> **Task objective**:
Set down, exactly as written, every line from the top of the records below to the line containing "use tracing::debug;", both ends included, and no others.

Stored data entries
=====

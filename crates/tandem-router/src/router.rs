// SPDX-FileCopyrightText: 2026 Tandem Contributors
// SPDX-License-Identifier: MIT OR Apache-2.0

//! Backend selection with per-message and global overrides.
//!
//! Precedence: per-message prefix (`/fast `, `/agent `) > `routing.force_backend` > classifier.

use tandem_config::model::RoutingConfig;
use tandem_core::BackendKind;
use tracing::debug;

use crate::classifier::{PromptClassifier, RouterWeights, RoutingDecision};

/// Why a backend was selected.
#[derive(Debug, Clone, Copy, PartialEq, Eq, serde::Serialize)]
#[serde(rename_all = "snake_case")]
pub enum RouteSource {
    /// A `/fast ` or `/agent ` prefix on the message.
    MessageOverride,
    /// `routing.force_backend` in config.
    ForcedByConfig,
    /// The scoring classifier.
    Classified,
}

/// A routed prompt: the decision plus the text to send.
#[derive(Debug, Clone)]
pub struct Route {
    /// Classifier output, with `backend` replaced when an override applied.
    pub decision: RoutingDecision,
    /// Prompt text with any override prefix removed.
    pub prompt: String,
    pub source: RouteSource,
}

/// Chooses a backend for each prompt.
#[derive(Debug, Clone)]
pub struct BackendRouter {
    classifier: PromptClassifier,
    force_backend: Option<BackendKind>,
}

impl BackendRouter {
    /// Create a router from configuration.
    pub fn new(config: &RoutingConfig) -> Self {
        let weights = RouterWeights {
            long_prompt_words: config.long_prompt_words,
            greeting_max_words: config.greeting_max_words,
            ..RouterWeights::default()
        };
        Self {
            classifier: PromptClassifier::with_weights(weights),
            force_backend: config.force_backend,
        }
    }

    pub fn classifier(&self) -> &PromptClassifier {
        &self.classifier
    }

    /// Route a message.
    ///
    /// Scores are always computed on the text actually sent, so callers can
    /// see how the classifier would have decided even when overridden.
    pub fn route(&self, message: &str) -> Route {
        let (message_override, text) = parse_backend_override(message);
        let mut decision = self.classifier.classify(text);

        let source = if let Some(backend) = message_override {
            decision.backend = backend;
            RouteSource::MessageOverride
        } else if let Some(backend) = self.force_backend {
            decision.backend = backend;
            RouteSource::ForcedByConfig
        } else {
            RouteSource::Classified
        };

        debug!(
            backend = %decision.backend,
            fast = decision.scores.fast,
            agentic = decision.scores.agentic,
            source = ?source,
            "prompt routed"
        );

        Route {
            decision,
            prompt: text.to_string(),
            source,
        }
    }
}

/// Split a leading `/fast ` or `/agent ` override off a message.
pub fn parse_backend_override(text: &str) -> (Option<BackendKind>, &str) {
    let trimmed = text.trim_start();
    if let Some(rest) = trimmed.strip_prefix("/fast ") {
        (Some(BackendKind::Fast), rest)
    } else if let Some(rest) = trimmed.strip_prefix("/agent ") {
        (Some(BackendKind::Agentic), rest)
    } else {
        (None, text)
    }
}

=====

> **Written response**:
filename crates/tandem-router/src/router.rs
// SPDX-FileCopyrightText: 2026 Tandem Contributors
// SPDX-License-Identifier: MIT OR Apache-2.0

//! Backend selection with per-message and global overrides.
//!
//! Precedence: per-message prefix (`/fast `, `/agent `) > `routing.force_backend` > classifier.

use tandem_config::model::RoutingConfig;
use tandem_core::BackendKind;
use tracing::debug;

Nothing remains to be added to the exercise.